What needs to be done> What lines below contain the string "Serialize"? List them all.

Data shown>
use crate::core::{LedgerError, Result};
use rand::Rng;
use serde::{Deserialize, Serialize};
use std::path::{Path, PathBuf};
use std::time::Duration;

pub const DEFAULT_STORE_PATH: &str = "data/ownership.json";
pub const DEFAULT_USER_AGENT: &str = "Mozilla/5.0 (Windows NT 10.0; Win64; x64) AppleWebKit/537.36 \
     (KHTML, like Gecko) Chrome/124.0.0.0 Safari/537.36";
pub const DEFAULT_ACCEPT: &str = "application/json, text/javascript, */*; q=0.01";
pub const DEFAULT_ACCEPT_LANGUAGE: &str = "zh-CN,zh;q=0.9,en;q=0.8";

/// Retry behaviour for a single upstream query.
#[derive(Debug, Clone, PartialEq, Eq, Serialize, Deserialize)]
#[serde(default)]
pub struct RetryPolicy {
    /// Total attempts, including the first one.
    pub max_attempts: u32,
    /// Linear backoff step in milliseconds.
    pub base_delay_ms: u64,
    /// Upper bound of the uniform jitter added to each delay.
    pub jitter_ms: u64,
}

impl Default for RetryPolicy {
    fn default() -> Self {
        Self {
            max_attempts: 3,
            base_delay_ms: 1_000,
            jitter_ms: 1_000,
        }
    }
}

impl RetryPolicy {
    /// Delay before retry number `retry` (1-based): `base * retry + jitter`.
    pub fn delay_for(&self, retry: u32) -> Duration {
        let linear = self.base_delay_ms.saturating_mul(u64::from(retry));
        let jitter = if self.jitter_ms == 0 {
            0
        } else {
            rand::thread_rng().gen_range(0..=self.jitter_ms)
        };
        Duration::from_millis(linear.saturating_add(jitter))
    }
}

/// Scheduling of network fetches in fixed-size waves.
#[derive(Debug, Clone, PartialEq, Eq, Serialize, Deserialize)]
#[serde(default)]
pub struct WavePolicy {
    /// Fetches running concurrently within one wave.
    pub wave_size: usize,
    pub min_pause_ms: u64,
    pub max_pause_ms: u64,
}

impl Default for WavePolicy {
    fn default() -> Self {
        Self {
            wave_size: 50,
            min_pause_ms: 200,
            max_pause_ms: 500,
        }
    }
}

impl WavePolicy {
    /// Randomized pause inserted between two waves.
    pub fn pause(&self) -> Duration {
        let low = self.min_pause_ms.min(self.max_pause_ms);
        let high = self.max_pause_ms.max(low);
        Duration::from_millis(rand::thread_rng().gen_range(low..=high))
    }
}

/// Ledger configuration
///
/// Every field has a default, so a JSON config file only needs the keys it
/// overrides. The upstream `endpoint` has no usable default and must be set.
#[derive(Debug, Clone, PartialEq, Serialize, Deserialize)]
#[serde(default)]
pub struct LedgerConfig {
    /// Path of the persistent ownership document
    pub store_path: PathBuf,

    /// Per-user query URL; the user id is sent as the `uid` query parameter
    pub endpoint: String,

    /// Optional network source for the reference catalog
    pub catalog_url: Option<String>,

    /// Optional local file cache for the reference catalog
    pub catalog_cache_path: Option<PathBuf>,

    /// Per-request timeout
    pub request_timeout_ms: u64,

    pub retry: RetryPolicy,

    pub waves: WavePolicy,

    /// Age after which a record is considered stale
    pub stale_after_hours: u64,

    pub user_agent: String,

    pub referer: String,
}

impl Default for LedgerConfig {
    fn default() -> Self {
        Self {
            store_path: PathBuf::from(DEFAULT_STORE_PATH),
            endpoint: String::new(),
            catalog_url: None,
            catalog_cache_path: None,
            request_timeout_ms: 15_000,
            retry: RetryPolicy::default(),
            waves: WavePolicy::default(),
            stale_after_hours: 24,
            user_agent: DEFAULT_USER_AGENT.to_string(),
            referer: String::new(),
        }
    }
}

impl LedgerConfig {
    /// Create a configuration for the given upstream endpoint
    pub fn new(endpoint: &str) -> Self {
        Self {
            endpoint: endpoint.to_string(),
            ..Self::default()
        }
    }

    /// Load a configuration from a JSON file
    pub fn from_json_file(path: impl AsRef<Path>) -> Result<Self> {
        let path = path.as_ref();
        let raw = std::fs::read_to_string(path).map_err(|err| {
            LedgerError::Config(format!(
                "Failed to read config '{}': {}",
                path.display(),
                err
            ))
        })?;
        serde_json::from_str(&raw).map_err(|err| {
            LedgerError::Config(format!(
                "Failed to parse config '{}': {}",
                path.display(),
                err
            ))
        })
    }

    /// Set the store path
    pub fn store_path(mut self, path: impl Into<PathBuf>) -> Self {
        self.store_path = path.into();
        self
    }

    /// Set the upstream endpoint
    pub fn endpoint(mut self, endpoint: &str) -> Self {
        self.endpoint = endpoint.to_string();
        self
    }

    /// Set the catalog network source
    pub fn catalog_url(mut self, url: &str) -> Self {
        self.catalog_url = Some(url.to_string());
        self
    }

    /// Set the catalog file cache
    pub fn catalog_cache_path(mut self, path: impl Into<PathBuf>) -> Self {
        self.catalog_cache_path = Some(path.into());
        self
    }

    /// Set the per-request timeout
    pub fn request_timeout(mut self, timeout: Duration) -> Self {
        self.request_timeout_ms = u64::try_from(timeout.as_millis()).unwrap_or(u64::MAX);
        self
    }

    /// Set the retry policy
    pub fn retry(mut self, retry: RetryPolicy) -> Self {
        self.retry = retry;
        self
    }

    /// Set the wave policy
    pub fn waves(mut self, waves: WavePolicy) -> Self {
        self.waves = waves;
        self
    }

    /// Set the staleness threshold in hours
    pub fn stale_after_hours(mut self, hours: u64) -> Self {
        self.stale_after_hours = hours;
        self
    }

    /// Set the referer header sent upstream
    pub fn referer(mut self, referer: &str) -> Self {
        self.referer = referer.to_string();
        self
    }

    pub fn timeout(&self) -> Duration {
        Duration::from_millis(self.request_timeout_ms)
    }

    pub fn stale_after(&self) -> chrono::Duration {
        i64::try_from(self.stale_after_hours)
            .ok()
            .and_then(chrono::Duration::try_hours)
            .unwrap_or(chrono::Duration::MAX)
    }

    /// Validate configuration
    pub fn validate(&self) -> Result<()> {
        if self.endpoint.trim().is_empty() {
            return Err(LedgerError::Config("endpoint cannot be empty".to_string()));
        }

        if self.retry.max_attempts == 0 {
            return Err(LedgerError::Config("retry.max_attempts must be > 0".to_string()));
        }

        if self.waves.wave_size == 0 {
            return Err(LedgerError::Config("waves.wave_size must be > 0".to_string()));
        }

        if self.waves.min_pause_ms > self.waves.max_pause_ms {
            return Err(LedgerError::Config(
                "waves.min_pause_ms cannot exceed waves.max_pause_ms".to_string(),
            ));
        }

        if self.request_timeout_ms == 0 {
            return Err(LedgerError::Config("request_timeout_ms must be > 0".to_string()));
        }

        Ok(())
    }
}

Solution to the problem>
use serde::{Deserialize, Serialize};
#[derive(Debug, Clone, PartialEq, Eq, Serialize, Deserialize)]
#[derive(Debug, Clone, PartialEq, Eq, Serialize, Deserialize)]
#[derive(Debug, Clone, PartialEq, Serialize, Deserialize)]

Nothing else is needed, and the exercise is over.